A neighbour - let's call him "A" - was gathering up leaves to put in his green bin, so that he be sure that he was getting full value, because we now need to pay a fee for our garden waste bins and it was due to be emptied today. A passing neighbour ("B") called to him, "Do you want me to stand in it?"

Neighbour A was clearly non-plussed - and just looked at B as if he had gone off his head. As B passed me he said, "I usually have to stand in ours to compress the stuff in it." He didn't, however, explain how he manages to do it.

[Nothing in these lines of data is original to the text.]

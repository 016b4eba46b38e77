//! Number classification API server library.
//!
//! Exposes the building blocks (config, state, error handling, routes)
//! so integration tests and the binary entrypoint can both access them.

pub mod config;
pub mod error;
pub mod handlers;
pub mod response;
pub mod router;
pub mod routes;
pub mod state;
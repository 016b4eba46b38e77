pub mod classify;
pub mod not_found;
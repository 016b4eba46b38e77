//! Handler for `GET /api/classify-number`.

use axum::extract::rejection::QueryRejection;
use axum::extract::{Query, RawQuery, State};
use axum::Json;
use numclass_core::classification::{ClassificationResult, NumberProfile};
use numclass_core::input::ClassificationRequest;

use crate::error::{AppError, AppResult};
use crate::state::AppState;

/// GET /api/classify-number?number={n}
///
/// Parse `number`, evaluate its properties, attach a fun fact and return the
/// classification. Upstream fact failures never fail the request.
pub async fn classify_number(
    State(state): State<AppState>,
    RawQuery(raw_query): RawQuery,
    query: Result<Query<ClassificationRequest>, QueryRejection>,
) -> AppResult<Json<ClassificationResult>> {
    let Query(request) = query.map_err(|rejection| {
        tracing::debug!(error = %rejection, "Rejected classify query string");
        AppError::MalformedQuery {
            query: raw_query.unwrap_or_default(),
            reason: rejection.body_text(),
        }
    })?;

    let number = request.parse()?;

    // Trial division over 64-bit inputs is CPU-bound.
    let profile = tokio::task::spawn_blocking(move || NumberProfile::evaluate(number))
        .await
        .map_err(|e| AppError::Internal(format!("Property evaluation failed: {e}")))?;

    let fun_fact = state.facts.fun_fact(number).await;
    let result = ClassificationResult::new(profile, fun_fact);

    tracing::debug!(
        number,
        properties = ?result.properties,
        "Classified number"
    );

    Ok(Json(result))
}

It took me back to my childhood when a chap who kept the toffee shop in Pocket Nook became fleetingly famous because he could do a standing jump from a barrel into another barrel.

Ah, the old days.

Re: Laurel and Hardy Live on.........

Harry, do you really have to pay to have your garden waste collected and taken away? You should ask for a reduction in your council tax. Why? Because the local council should be converting it to compost and flogging it to the companies who bag it and sell it to the public as John Innes No 2. That's what Manchester does. They have a mountain of the stuff. Reportedly 20,000 tons of compost at any one time. Put in a Freedom of Information request at your next local council meeting. They cannot, by law, refuse to supply an answer. There are now some councils in England which refuse to collect any more garden waste. There is so much put out by local householders they cannot process the stuff anymore. I'm thinking a sending a letter to Manchester Council asking them to offer large bags of the compost they are now having difficulties disposing of, to Manchester inhabitants at a nominal cost. The compost now being sold in Garden Centres and other places, is only our garden waste coming back to us but also putting money into the companies who flog it to an unsuspecting public.